* [EXERCISE GOAL]:
Please copy every line of the data in which the string "Result" appears.

(Stored data)
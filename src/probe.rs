//! Image property probing for the aggressive passes.
//!
//! Uses `identify` on the first frame; falls back to reading the header with
//! the `image` crate when only the dimensions are needed.

use anyhow::Result;
use std::path::Path;
use tracing::debug;

use crate::toolchain::{Tool, Toolchain};
use crate::utils::first_frame_arg;

/// Centimeters per inch, for `PixelsPerCentimeter` densities
const CM_PER_INCH: f64 = 2.54;

/// Properties reported by `identify -format "%w %h %z %x %U"`
#[derive(Debug, Clone, Copy, Default, PartialEq)]
pub struct ImageInfo {
    pub width: Option<u32>,
    pub height: Option<u32>,
    /// Bits per channel
    pub depth: Option<u32>,
    /// Horizontal resolution in pixels per inch
    pub density: Option<f64>,
}

impl ImageInfo {
    /// Parse `"<w> <h> <depth> <density>[ units]"`. Unreadable fields stay `None`.
    ///
    /// A density in `PixelsPerCentimeter` (PNG `pHYs`, some TIFFs) is converted
    /// to pixels per inch; `PixelsPerInch` and `Undefined` are taken as is.
    pub fn parse(output: &str) -> Self {
        let mut fields = output.split_whitespace();
        let width = fields.next().and_then(|f| f.parse::<u32>().ok());
        let height = fields.next().and_then(|f| f.parse::<u32>().ok());
        let depth = fields.next().and_then(|f| f.parse::<u32>().ok());
        let raw_density = fields.next().and_then(|f| f.parse::<f64>().ok());

        let per_centimeter = fields.any(|f| f.eq_ignore_ascii_case("PixelsPerCentimeter"));
        let density = raw_density.map(|d| if per_centimeter { d * CM_PER_INCH } else { d });

        Self { width, height, depth, density }
    }

    /// Longer side, when both sides are known
    pub fn longest_side(&self) -> Option<u32> {
        Some(self.width?.max(self.height?))
    }
}

/// Probe `path`, returning whatever could be read
pub async fn probe(tools: &Toolchain, path: &Path) -> ImageInfo {
    let args = crate::args!["-format", "%w %h %z %x %U", first_frame_arg(path)];

    let mut info = match tools.capture(Tool::Identify, &args).await {
        Ok(output) => ImageInfo::parse(&output),
        Err(e) => {
            debug!("identify failed for {}: {:#}", path.display(), e);
            ImageInfo::default()
        }
    };

    if info.width.is_none() || info.height.is_none() {
        if let Ok((width, height)) = header_dimensions(path).await {
            info.width = Some(width);
            info.height = Some(height);
        }
    }

    info
}

async fn header_dimensions(path: &Path) -> Result<(u32, u32)> {
    let path = path.to_path_buf();
    let dims = tokio::task::spawn_blocking(move || image::image_dimensions(&path)).await??;
    Ok(dims)
}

* [RESPONSE AREA]:
use anyhow::Result;
async fn header_dimensions(path: &Path) -> Result<(u32, u32)> {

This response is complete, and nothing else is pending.